IRR spinout Prothea starts lung cancer clinical trial

Medical technology company Prothea Technologies has enrolled the first patient in its Precision Lung clinical trial – a key milestone in the company’s mission to revolutionise lung cancer diagnosis and treatment.

Futuristic Medical Scan of Human Lungs with Oxygen Flow Diagram
Credit: Adobe Stock

Launched in April 2024 and co-founded by IRR’s Professor Kev Dhaliwal, Prothea is developing technologies designed to “see and treat” lung cancer in the same hospital visit – a step-change from the weeks-long pathway patients currently face.

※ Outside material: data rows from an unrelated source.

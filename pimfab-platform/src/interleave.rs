// Copyright (c) 2026 Graphcore Ltd. All rights reserved.

//! Partitioning of the global physical address space across memory nodes.
//!
//! The global range `[0, S-1]` is split across `N` memory nodes by one of
//! three policies:
//!
//!  - [`InterleavePolicy::None`]: a single node owns the whole range.
//!  - [`InterleavePolicy::Wide`]: nodes take turns owning 128 MiB granules.
//!  - [`InterleavePolicy::Small`]: nodes take turns owning 64 byte granules.
//!
//! For the interleaved policies a node's [`AddressRange`] is the *envelope*
//! that its granules are scattered within, not a contiguous block. Address
//! `a` belongs to node `floor(a / G) mod N`.

use std::fmt;
use std::str::FromStr;

use serde::Serialize;

use crate::error::BuildError;
use crate::{config_error, partition_error};

/// Granule used by [`InterleavePolicy::Wide`].
pub const WIDE_GRANULE_BYTES: u64 = 128 * 1024 * 1024;

/// Granule used by [`InterleavePolicy::Small`] (one cache line).
pub const SMALL_GRANULE_BYTES: u64 = 64;

/// An inclusive byte range.
#[derive(Clone, Copy, Debug, PartialEq, Eq, Hash)]
pub struct AddressRange {
    start: u64,
    end: u64,
}

impl AddressRange {
    pub fn new(start: u64, end: u64) -> Result<Self, BuildError> {
        if end < start {
            return config_error!("Address range end {end:#x} is below start {start:#x}");
        }
        Ok(Self { start, end })
    }

    #[must_use]
    pub fn start(&self) -> u64 {
        self.start
    }

    #[must_use]
    pub fn end(&self) -> u64 {
        self.end
    }

    /// Number of bytes spanned. Saturates for the full 64-bit space.
    #[must_use]
    pub fn span(&self) -> u64 {
        (self.end - self.start).saturating_add(1)
    }

    #[must_use]
    pub fn contains(&self, addr: u64) -> bool {
        self.start <= addr && addr <= self.end
    }
}

impl fmt::Display for AddressRange {
    fn fmt(&self, f: &mut fmt::Formatter<'_>) -> fmt::Result {
        write!(f, "[{:#x}, {:#x}]", self.start, self.end)
    }
}

#[derive(Clone, Copy, Debug, PartialEq, Eq, Hash, Serialize)]
#[serde(rename_all = "lowercase")]
pub enum InterleavePolicy {
    None,
    Wide,
    Small,
}

impl InterleavePolicy {
    /// The interleave granule, `None` when not interleaved.
    #[must_use]
    pub fn granule_bytes(&self) -> Option<u64> {
        match self {
            InterleavePolicy::None => None,
            InterleavePolicy::Wide => Some(WIDE_GRANULE_BYTES),
            InterleavePolicy::Small => Some(SMALL_GRANULE_BYTES),
        }
    }

    #[must_use]
    pub fn name(&self) -> &'static str {
        match self {
            InterleavePolicy::None => "none",
            InterleavePolicy::Wide => "wide",
            InterleavePolicy::Small => "small",
        }
    }
}

impl fmt::Display for InterleavePolicy {
    fn fmt(&self, f: &mut fmt::Formatter<'_>) -> fmt::Result {
        write!(f, "{}", self.name())
    }
}

impl FromStr for InterleavePolicy {
    type Err = BuildError;

    fn from_str(s: &str) -> Result<Self, Self::Err> {
        match s.to_lowercase().as_str() {
            "none" => Ok(InterleavePolicy::None),
            "wide" => Ok(InterleavePolicy::Wide),
            "small" => Ok(InterleavePolicy::Small),
            _ => config_error!(
                "Unsupported interleave policy '{s}' (must be one of: none, wide, small)"
            ),
        }
    }
}

/// Granule and stride of an interleaved node.
#[derive(Clone, Copy, Debug, PartialEq, Eq, Hash)]
pub struct Interleave {
    pub granule_bytes: u64,
    pub stride_bytes: u64,
}

/// The part of the address space owned by one memory node.
#[derive(Clone, Copy, Debug, PartialEq, Eq, Hash)]
pub struct InterleaveDescriptor {
    pub node_id: usize,
    pub range: AddressRange,
    pub interleave: Option<Interleave>,
}

impl InterleaveDescriptor {
    #[must_use]
    pub fn granule_bytes(&self) -> Option<u64> {
        self.interleave.map(|i| i.granule_bytes)
    }

    #[must_use]
    pub fn stride_bytes(&self) -> Option<u64> {
        self.interleave.map(|i| i.stride_bytes)
    }
}

impl fmt::Display for InterleaveDescriptor {
    fn fmt(&self, f: &mut fmt::Formatter<'_>) -> fmt::Result {
        write!(f, "node {} {}", self.node_id, self.range)?;
        if let Some(interleave) = &self.interleave {
            write!(
                f,
                " granule {:#x} stride {:#x}",
                interleave.granule_bytes, interleave.stride_bytes
            )?;
        }
        Ok(())
    }
}
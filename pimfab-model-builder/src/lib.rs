// Copyright (c) 2026 Graphcore Ltd. All rights reserved.

//! Model builder

extern crate proc_macro;

use proc_macro2::TokenStream;
use quote::quote;
use syn::{self, Data, DeriveInput, Fields, parse_macro_input};

/// Create a std::fmt::Display implementation for a struct with an Entity.
#[proc_macro_derive(EntityDisplay)]
pub fn entity_display(input: proc_macro::TokenStream) -> proc_macro::TokenStream {
    let DeriveInput {
        ident, generics, ..
    } = parse_macro_input!(input);
    let (impl_generics, ty_generics, where_clause) = generics.split_for_impl();

    let output = quote! {
        impl #impl_generics std::fmt::Display for #ident #ty_generics #where_clause {
            fn fmt(&self, f: &mut std::fmt::Formatter<'_>) -> std::fmt::Result {
                std::fmt::Display::fmt(&self.entity, f)
            }
        }
    };

    output.into()
}

/// Create an implementation of `GetEntity` returning the `entity` field.
#[proc_macro_derive(EntityGet)]
pub fn entity_get(input: proc_macro::TokenStream) -> proc_macro::TokenStream {
    let input: DeriveInput = parse_macro_input!(input);
    if let Err(e) = check_has_entity_field(&input) {
        return e.into();
    }

    let DeriveInput {
        ident, generics, ..
    } = input;
    let (impl_generics, ty_generics, where_clause) = generics.split_for_impl();

    let output = quote! {
        impl #impl_generics pimfab_track::entity::GetEntity for #ident #ty_generics #where_clause {
            fn entity(&self) -> &std::rc::Rc<pimfab_track::entity::Entity> {
                &self.entity
            }
        }
    };

    output.into()
}

fn check_has_entity_field(input: &DeriveInput) -> Result<(), TokenStream> {
    if let Data::Struct(data) = &input.data
        && let Fields::Named(fields) = &data.fields
        && fields
            .named
            .iter()
            .any(|field| field.ident.as_ref().is_some_and(|id| id == "entity"))
    {
        return Ok(());
    }

    Err(syn::Error::new_spanned(
        &input.ident,
        "EntityGet requires a struct with a named `entity` field",
    )
    .to_compile_error())
}
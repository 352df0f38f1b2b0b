// Copyright (c) 2026 Graphcore Ltd. All rights reserved.

use std::cell::RefCell;
use std::io::Write;
use std::rc::Rc;

use crate::tracker::{EntityManager, Track};
use crate::{Id, SharedWriter, Writer};

/// A simple text logger to output messages to a Writer.
pub struct TextTracker {
    entity_manager: EntityManager,

    /// Writer to which all _log_ events will be written.
    writer: SharedWriter,
}

impl TextTracker {
    /// Create a new [`TextTracker`] with an [`EntityManager`].
    pub fn new(entity_manager: EntityManager, writer: Writer) -> Self {
        Self {
            entity_manager,
            writer: Rc::new(RefCell::new(writer)),
        }
    }

    fn write_line(&self, line: String) {
        // Write failures are ignored
        let _ = self.writer.borrow_mut().write_all(line.as_bytes());
    }
}

/// Implementation for each [`Track`] event
impl Track for TextTracker {
    fn unique_id(&self) -> Id {
        self.entity_manager.unique_id()
    }

    fn is_entity_enabled(&self, id: Id, level: log::Level) -> bool {
        self.entity_manager.is_log_enabled_at_level(id, level)
    }

    fn add_entity(&self, id: Id, entity_name: &str) {
        self.entity_manager.add_entity(id, entity_name);
    }

    fn create(&self, created_by: Id, id: Id, name: &str) {
        self.write_line(format!("{created_by}: created {id}, {name}\n"));
    }

    fn destroy(&self, destroyed_by: Id, id: Id) {
        self.write_line(format!("{destroyed_by}: destroyed {id}\n"));
    }

    fn connect(&self, connect_from: Id, connect_to: Id) {
        self.write_line(format!("{connect_from}: connect to {connect_to}\n"));
    }

    fn log(&self, id: Id, level: log::Level, msg: std::fmt::Arguments) {
        self.write_line(format!("{id}:{level}: {msg}\n"));
    }

    fn shutdown(&self) {
        let _ = self.writer.borrow_mut().flush();
    }
}
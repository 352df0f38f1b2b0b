// Copyright (c) 2026 Graphcore Ltd. All rights reserved.

//! This module provides combined _track_ capabilities for the PIMFAB project.
//!
//! _Track_ means the combination of _log_ and _trace_ where:
//!
//!   - _log_ are text-based human-readable messages emitted at various levels
//!     of verbosity (from `Trace` through to `Error`).
//!   - _trace_ provides a standard set of build events that can be emitted.
//!     For example, entity creation/destruction or two entities being
//!     connected by a link.
//!
//! Every part of the topology owns an [`Entity`](crate::entity::Entity) so
//! that messages can be filtered by the hierarchical name of the entity that
//! emitted them.

// Enable warnings for missing documentation
#![warn(missing_docs)]

use std::cell::RefCell;
use std::fmt;
use std::rc::Rc;

pub use log;

pub mod builder;
pub mod entity;
pub mod test_helpers;

/// Include the trackers.
pub mod tracker;
pub use tracker::{Track, Tracker};

/// A type alias for objects that receive _log_ / _trace_ events.
pub type Writer = Box<dyn std::io::Write>;
type SharedWriter = Rc<RefCell<Writer>>;

/// IDs that should be unique across the build
///
/// Each entity is given a unique ID to identify it in _log_/_trace_ events.
/// There are two reserved ID values: [NO_ID](constant.NO_ID.html) and
/// [ROOT](constant.ROOT.html)
#[derive(Copy, Clone, Default, Eq, Hash, PartialEq, PartialOrd, Ord)]
pub struct Id(pub u64);

impl fmt::Display for Id {
    fn fmt(&self, f: &mut fmt::Formatter) -> fmt::Result {
        write!(f, "{}", self.0)
    }
}

impl fmt::Debug for Id {
    fn fmt(&self, f: &mut fmt::Formatter) -> fmt::Result {
        write!(f, "{}", self.0)
    }
}

/// ID value which indicates where there is no valid ID
pub const NO_ID: Id = Id(0);

/// The root ID from which all other IDs are derived
pub const ROOT: Id = Id(1);

/// Add an entity creation event
#[macro_export]
macro_rules! create {
    ($entity:expr) => {{
        if $entity
            .tracker
            .is_entity_enabled($entity.id, $crate::log::Level::Trace)
        {
            let parent_id = match &$entity.parent {
                Some(parent) => parent.id,
                None => $crate::NO_ID,
            };
            $entity
                .tracker
                .create(parent_id, $entity.id, $entity.full_name().as_str());
        }
    }};
}

/// Add an entity destroy event
#[macro_export]
macro_rules! destroy {
    ($entity:expr) => {{
        if $entity
            .tracker
            .is_entity_enabled($entity.id, $crate::log::Level::Trace)
        {
            match &$entity.parent {
                Some(parent) => $entity.tracker.destroy(parent.id, $entity.id),
                None => $entity.tracker.destroy($crate::NO_ID, $entity.id),
            };
        }
    }};
}

/// Connect two entities
#[macro_export]
macro_rules! connect {
    ($from_entity:expr ; $to_entity:expr) => {{
        if $from_entity
            .tracker
            .is_entity_enabled($from_entity.id, $crate::log::Level::Trace)
        {
            $from_entity
                .tracker
                .connect($from_entity.id, $to_entity.id);
        }
    }};
}

/// Base macro for log messages of all levels.
///
/// The message is only formatted when the entity is enabled at the given
/// level.
#[macro_export]
macro_rules! log_base {
    ($entity:expr ; $lvl:expr, $($arg:tt)+) => (
        if $entity.tracker.is_entity_enabled($entity.id, $lvl) {
            $entity.tracker.log($entity.id, $lvl, format_args!($($arg)+));
        }
    );
}

/// The `trace` macro provides a wrapper for the [`log_base`](macro.log_base.html)
/// macro at level `log::Level::Trace`
#[macro_export]
macro_rules! trace {
    ($entity:expr ; $($arg:tt)+) => (
        $crate::log_base!($entity ; $crate::log::Level::Trace, $($arg)+);
    );
}

/// The `debug` macro provides a wrapper for the [`log_base`](macro.log_base.html)
/// macro at level `log::Level::Debug`
#[macro_export]
macro_rules! debug {
    ($entity:expr ; $($arg:tt)+) => (
        $crate::log_base!($entity ; $crate::log::Level::Debug, $($arg)+);
    );
}

/// The `info` macro provides a wrapper for the [`log_base`](macro.log_base.html)
/// macro at level `log::Level::Info`
#[macro_export]
macro_rules! info {
    ($entity:expr ; $($arg:tt)+) => (
        $crate::log_base!($entity ; $crate::log::Level::Info, $($arg)+);
    );
}

/// The `warn` macro provides a wrapper for the [`log_base`](macro.log_base.html)
/// macro at level `log::Level::Warn`
#[macro_export]
macro_rules! warn {
    ($entity:expr ; $($arg:tt)+) => (
        $crate::log_base!($entity ; $crate::log::Level::Warn, $($arg)+);
    );
}

/// The `error` macro provides a wrapper for the [`log_base`](macro.log_base.html)
/// macro at level `log::Level::Error`
#[macro_export]
macro_rules! error {
    ($entity:expr ; $($arg:tt)+) => (
        $crate::log_base!($entity ; $crate::log::Level::Error, $($arg)+);
    );
}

Up to 40 patients will be recruited at the Royal Infirmary of Edinburgh, where the study will test Prothea’s novel bronchoscopy system in patients with suspicious lung lesions identified on CT scans, and who require a biopsy.

Lung cancer is the UK’s third most common cancer, with more than 48,000 new diagnoses each year, and survival rates remain low. Screening programmes have increased detection of suspicious lesions, but hospitals still struggle with low biopsy yields and high false negative results. 

Prothea’s technology seeks to address these issues by combining innovative microscopic optical fibres, fluorescence imaging and biopsy instruments. The system aims to capture detailed, real-time images of tissue at a molecular level and has been designed to differentiate normal from abnormal tissue in the body. This ensures the biopsy sample is sufficient - whether for diagnostic purposes or for obtaining the molecular data essential for guiding therapies.

Despite the introduction of many new technologies in recent years there are still patients around the world whose biopsies don’t provide sufficient tissue for the pathology they require. This novel technology clearly offers something different and I hope that this study will prove to be a satisfactory basis for further clinical investigations.

We are also developing a laser ablation catheter for the treatment of lesions immediately following visualisation and biopsy. We hope that the integration of these two systems (real-time imaging and ablation) will streamline biopsy and treatment into a single hospital visit, reducing time-to-treat from weeks to minutes, thereby relieving hospital pressures and improving patient outcomes.

The Precision Lung trial will measure the safety and success of Prothea’s bronchoscopy system, including its impact on biopsy yield. Anonymised imaging data will be analysed with automated analysis algorithms developed during the study and incorporated in future software upgrades, to improve biopsy accuracy.